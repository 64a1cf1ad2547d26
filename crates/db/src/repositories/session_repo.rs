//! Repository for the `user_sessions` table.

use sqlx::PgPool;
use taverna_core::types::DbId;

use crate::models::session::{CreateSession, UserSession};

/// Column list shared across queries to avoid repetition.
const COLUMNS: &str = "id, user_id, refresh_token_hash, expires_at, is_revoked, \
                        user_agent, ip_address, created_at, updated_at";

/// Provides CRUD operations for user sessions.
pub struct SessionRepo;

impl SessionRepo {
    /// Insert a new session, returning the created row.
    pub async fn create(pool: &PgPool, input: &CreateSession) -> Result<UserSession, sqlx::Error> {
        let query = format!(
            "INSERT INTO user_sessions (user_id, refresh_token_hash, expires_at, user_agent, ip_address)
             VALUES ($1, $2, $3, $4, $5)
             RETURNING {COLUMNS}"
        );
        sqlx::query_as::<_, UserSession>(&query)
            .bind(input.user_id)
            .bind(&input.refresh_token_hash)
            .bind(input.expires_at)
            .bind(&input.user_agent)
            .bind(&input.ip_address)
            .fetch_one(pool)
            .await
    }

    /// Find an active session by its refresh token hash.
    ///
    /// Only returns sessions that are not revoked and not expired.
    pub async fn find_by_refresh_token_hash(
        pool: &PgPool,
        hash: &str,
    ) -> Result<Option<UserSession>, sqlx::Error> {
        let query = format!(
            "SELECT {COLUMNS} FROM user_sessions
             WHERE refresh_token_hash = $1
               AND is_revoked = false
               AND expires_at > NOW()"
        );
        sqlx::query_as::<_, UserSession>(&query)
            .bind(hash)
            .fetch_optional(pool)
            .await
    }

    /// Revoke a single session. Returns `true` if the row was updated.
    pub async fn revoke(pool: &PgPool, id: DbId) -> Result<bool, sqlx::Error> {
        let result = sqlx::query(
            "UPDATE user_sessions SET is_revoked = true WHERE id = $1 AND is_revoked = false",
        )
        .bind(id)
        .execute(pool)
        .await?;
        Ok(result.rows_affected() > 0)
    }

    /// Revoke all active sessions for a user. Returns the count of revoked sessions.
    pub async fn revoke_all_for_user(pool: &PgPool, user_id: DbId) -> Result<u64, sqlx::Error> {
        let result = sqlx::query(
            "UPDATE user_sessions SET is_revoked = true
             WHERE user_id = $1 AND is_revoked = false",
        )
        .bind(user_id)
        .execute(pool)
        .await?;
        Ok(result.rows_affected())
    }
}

Task item
All records above must be printed again, exactly.

Task output
repository 64a1cf1ad2547d26
filename crates/db/src/repositories/session_repo.rs
//! Repository for the `user_sessions` table.

use sqlx::PgPool;
use taverna_core::types::DbId;

use crate::models::session::{CreateSession, UserSession};

/// Column list shared across queries to avoid repetition.
const COLUMNS: &str = "id, user_id, refresh_token_hash, expires_at, is_revoked, \
                        user_agent, ip_address, created_at, updated_at";

/// Provides CRUD operations for user sessions.
pub struct SessionRepo;

impl SessionRepo {
    /// Insert a new session, returning the created row.
    pub async fn create(pool: &PgPool, input: &CreateSession) -> Result<UserSession, sqlx::Error> {
        let query = format!(
            "INSERT INTO user_sessions (user_id, refresh_token_hash, expires_at, user_agent, ip_address)
             VALUES ($1, $2, $3, $4, $5)
             RETURNING {COLUMNS}"
        );
        sqlx::query_as::<_, UserSession>(&query)
            .bind(input.user_id)
            .bind(&input.refresh_token_hash)
            .bind(input.expires_at)
            .bind(&input.user_agent)
            .bind(&input.ip_address)
            .fetch_one(pool)
            .await
    }

    /// Find an active session by its refresh token hash.
    ///
    /// Only returns sessions that are not revoked and not expired.
    pub async fn find_by_refresh_token_hash(
        pool: &PgPool,
        hash: &str,
    ) -> Result<Option<UserSession>, sqlx::Error> {
        let query = format!(
            "SELECT {COLUMNS} FROM user_sessions
             WHERE refresh_token_hash = $1
               AND is_revoked = false
               AND expires_at > NOW()"
        );
        sqlx::query_as::<_, UserSession>(&query)
            .bind(hash)
            .fetch_optional(pool)
            .await
    }

    /// Revoke a single session. Returns `true` if the row was updated.
    pub async fn revoke(pool: &PgPool, id: DbId) -> Result<bool, sqlx::Error> {
        let result = sqlx::query(
            "UPDATE user_sessions SET is_revoked = true WHERE id = $1 AND is_revoked = false",
        )
        .bind(id)
        .execute(pool)
        .await?;
        Ok(result.rows_affected() > 0)
    }

    /// Revoke all active sessions for a user. Returns the count of revoked sessions.
    pub async fn revoke_all_for_user(pool: &PgPool, user_id: DbId) -> Result<u64, sqlx::Error> {
        let result = sqlx::query(
            "UPDATE user_sessions SET is_revoked = true
             WHERE user_id = $1 AND is_revoked = false",
        )
        .bind(user_id)
        .execute(pool)
        .await?;
        Ok(result.rows_affected())
    }
}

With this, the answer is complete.